In the decade since, has Nila left Germany and become an artist? Aber doesn’t tell us. Nila’s fuzzy retrospection is especially frustrating in moments featuring her toxic relationship with Marlowe. Over time, he becomes physically violent. What begins as pinches and bruises that Nila cherishes “with a misplaced tenderness” erupts in an excruciating scene set at a buttoned-up fundraising event for dogs in Afghanistan. Nila, obviously triggered but unable to say why — she’s still undercover as a Greek woman — breaks some things, insults Marlowe, and storms out. She is shocked when he actually hits her, but she wants to “see how far he would go” and goads him into doing worse. Nila eventually moves in with him anyway. The novel’s many uncomfortable sex scenes reveal the bedroom as the place where women negotiate power with men and where even consensual encounters tip toward imbalance but don’t add to these familiar observations. After a while, Good Girl ’s title starts to sound less like a reference to the dokhtare khub Nila’s parents are imploring her to be and more like one to the doggedly “loyal stray,” as she later describes herself.
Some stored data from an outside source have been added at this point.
use super::*;
use serde_json::json;

fn ctx(value: serde_json::Value) -> VariableContext {
    match value {
        serde_json::Value::Object(map) => VariableContext::from(map),
        _ => panic!("context must be an object"),
    }
}

fn drop_failed(template: &str, context: serde_json::Value) -> String {
    render(template, &ctx(context), RenderOptions::keep_original(false))
}

fn keep_failed(template: &str, context: serde_json::Value) -> String {
    render(template, &ctx(context), RenderOptions::keep_original(true))
}

#[test]
fn test_template_without_placeholders_is_unchanged() {
    let template = "Plain text with { single } braces and }} stray closers";
    assert_eq!(drop_failed(template, json!({"x": 1})), template);
    assert_eq!(keep_failed(template, json!({})), template);
    assert_eq!(drop_failed("", json!({})), "");
}

#[test]
fn test_substitutes_bound_variable() {
    assert_eq!(drop_failed("Hi {{name}}", json!({"name": "Ada"})), "Hi Ada");
    assert_eq!(drop_failed("Hi {{ name }}!", json!({"name": "Ada"})), "Hi Ada!");
}

#[test]
fn test_missing_variable_fallback() {
    assert_eq!(drop_failed("{{missing}}", json!({})), "");
    assert_eq!(keep_failed("{{missing}}", json!({})), "{{missing}}");
}

#[test]
fn test_syntax_error_behaves_like_missing_variable() {
    assert_eq!(drop_failed("{{ +++ }}", json!({})), "");
    assert_eq!(keep_failed("{{ +++ }}", json!({})), "{{ +++ }}");
}

#[test]
fn test_empty_placeholder_falls_back() {
    assert_eq!(drop_failed("a{{}}b", json!({})), "ab");
    assert_eq!(keep_failed("a{{}}b", json!({})), "a{{}}b");
}

#[test]
fn test_placeholders_are_independent() {
    assert_eq!(
        drop_failed("{{a}}-{{bad(}}-{{b}}", json!({"a": 1, "b": 2})),
        "1--2"
    );
    assert_eq!(
        keep_failed("{{a}}-{{bad(}}-{{b}}", json!({"a": 1, "b": 2})),
        "1-{{bad(}}-2"
    );
}

#[test]
fn test_null_and_undefined_results_fall_back() {
    let context = json!({"nothing": null, "obj": {}});
    assert_eq!(drop_failed("[{{nothing}}]", context.clone()), "[]");
    assert_eq!(keep_failed("[{{nothing}}]", context.clone()), "[{{nothing}}]");
    assert_eq!(keep_failed("[{{obj.missing}}]", context.clone()), "[{{obj.missing}}]");
    assert_eq!(keep_failed("[{{void 0}}]", context), "[{{void 0}}]");
}

#[test]
fn test_falsy_values_are_substituted() {
    let context = json!({"zero": 0, "no": false, "empty": ""});
    assert_eq!(keep_failed("{{zero}}|{{no}}|{{empty}}", context), "0|false|");
}

#[test]
fn test_canonical_string_forms() {
    let context = json!({
        "list": [1, "two", null],
        "obj": {"k": "v"},
        "big": 1e21,
        "float": 2.5,
        "whole": 3.0,
    });
    assert_eq!(drop_failed("{{list}}", context.clone()), "1,two,");
    assert_eq!(drop_failed("{{obj}}", context.clone()), "[object Object]");
    assert_eq!(drop_failed("{{big}}", context.clone()), "1e+21");
    assert_eq!(drop_failed("{{float}}", context.clone()), "2.5");
    assert_eq!(drop_failed("{{whole}}", context), "3");
}

#[test]
fn test_expressions_in_placeholders() {
    let context = json!({"user": {"name": "ada", "langs": ["rust", "ml"]}, "n": 2});
    assert_eq!(
        drop_failed(
            "{{user.name.toUpperCase()}} knows {{user.langs.join(', ')}}",
            context.clone()
        ),
        "ADA knows rust, ml"
    );
    assert_eq!(drop_failed("{{n > 1 ? 'many' : 'one'}}", context.clone()), "many");
    assert_eq!(drop_failed("{{user?.email ?? 'n/a'}}", context), "n/a");
}

#[test]
fn test_placeholder_ends_at_first_closing_pair() {
    assert_eq!(drop_failed("{{a}}}", json!({"a": 1})), "1}");
    assert_eq!(drop_failed("{{{a}}", json!({"a": 1})), "");
    assert_eq!(keep_failed("{{{a}}", json!({"a": 1})), "{{{a}}");
}

#[test]
fn test_placeholder_does_not_span_lines() {
    let template = "{{a\n}} {{b}}";
    assert_eq!(drop_failed(template, json!({"a": 1, "b": 2})), "{{a\n}} 2");
}

#[test]
fn test_unclosed_placeholder_is_literal() {
    assert_eq!(drop_failed("Hi {{name", json!({"name": "Ada"})), "Hi {{name");
}

#[test]
fn test_invalid_binding_name_fails_every_placeholder() {
    let context = json!({"name": "Ada", "first name": "A"});
    assert_eq!(drop_failed("Hi {{name}}", context.clone()), "Hi ");
    assert_eq!(keep_failed("Hi {{name}}", context.clone()), "Hi {{name}}");
    assert_eq!(keep_failed("no placeholders", context), "no placeholders");
}

#[test]
fn test_reserved_word_binding_fails_every_placeholder() {
    assert_eq!(drop_failed("{{x}}", json!({"x": 1, "default": 2})), "");
}

#[test]
fn test_parenthesized_wrapping_is_observable() {
    assert_eq!(drop_failed("{{a) + (b}}", json!({"a": 1, "b": 2})), "3");
}

#[test]
fn test_rendering_is_idempotent() {
    let context = json!({"name": "Ada", "n": 3});
    let once = keep_failed("Hi {{name}}, {{n * 2}} {{missing}}", context.clone());
    let twice = keep_failed(&once, context);
    assert_eq!(once, twice);
}

#[test]
fn test_output_may_introduce_new_placeholders() {
    let context = json!({"open": "{{", "name": "Ada"});
    let once = drop_failed("{{open}}name}}", context.clone());
    assert_eq!(once, "{{name}}");
    assert_eq!(drop_failed(&once, context), "Ada");
}

#[test]
fn test_unicode_text_is_preserved() {
    let context = json!({"emoji": "🎉", "name": "Zoë"});
    assert_eq!(
        drop_failed("✨ {{emoji}} für {{name}} ✨", context),
        "✨ 🎉 für Zoë ✨"
    );
}

#[test]
fn test_deeply_nested_placeholder_falls_back() {
    let depth = 50_000;
    let nested = format!("{{{{{}1{}}}}}", "(".repeat(depth), ")".repeat(depth));
    let template = format!("a{}b", nested);

    assert_eq!(drop_failed(&template, json!({})), "ab");
    assert_eq!(keep_failed(&template, json!({})), template);

    let negations = format!("{{{{{}x}}}}|{{{{x}}}}", "!".repeat(depth));
    assert_eq!(drop_failed(&negations, json!({"x": 1})), "|1");

    let chain = format!("{{{{x{}}}}}", " + x".repeat(depth));
    assert_eq!(drop_failed(&chain, json!({"x": 1})), "");
}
Aber’s book is successful in showing that self-hatred is the fruit not of a few particular traumas but rather of a hostile environment’s erosive drip on the psyche. But Good Girl doesn’t liberate Nila from herself, and the novel fails to interrogate Nila’s internalized racism in a satisfying way. It takes nothing less than a close-to-home hate crime — which functions as a kind of climax in an otherwise overlong and loosely plotted novel — for Nila to finally begin to sympathize with her father’s “constant alienation” in Germany. A shooting at the neighborhood bakery that kills its Afghan owners turns out to be the latest in a yearslong series of murders committed by neo-Nazis, which the state had blamed on the very immigrant communities that were targeted. Aber bases these attacks on real killings that occurred throughout Germany in the aughts, but she takes some liberties: In real life, the victims were all Turkish, Greek, or German.
Good Girl is best read as a portrait of Berlin and the rise of its anti-immigrant sentiment as seen through the eyes of a grieving young Afghan woman. Aber conjures place with great specificity; her descriptions feel alive. But Good Girl is also stuffed with tropes of a certain kind of millennial novel: A disaffected but self-aware young woman yearns to become an artist. She is convinced she’s ugly but is systematically told she’s beautiful. Her friends vaguely discuss gentrification and Marxism. She’s, as Noor Qassim put it for The Drift, “a bisexual woman besotted with a man she might otherwise find objectionable.” He’s older, appears at first glance to have an enviable life, and hits her during sex, which she’s mostly into. But what distinguishes Good Girl from what Qassim diagnosed as the masochistic “Millennial Sex Novel” or Namwali Serpell’s “remaster novels” are its more overtly political concerns. Aber ingests the millennial playbook and spits out something that happens to be more interesting. At one point, when Nila’s crew discusses a recent train-station bombing, Marlowe asserts that “Nothing bad is ever going to happen in Germany; this country has itself under control.” Anti-Muslim incidents have more than doubled there since October 7, 2023. What could be timelier than a Muslim party girl reckoning with her identity while her world tells her brown lives don’t matter?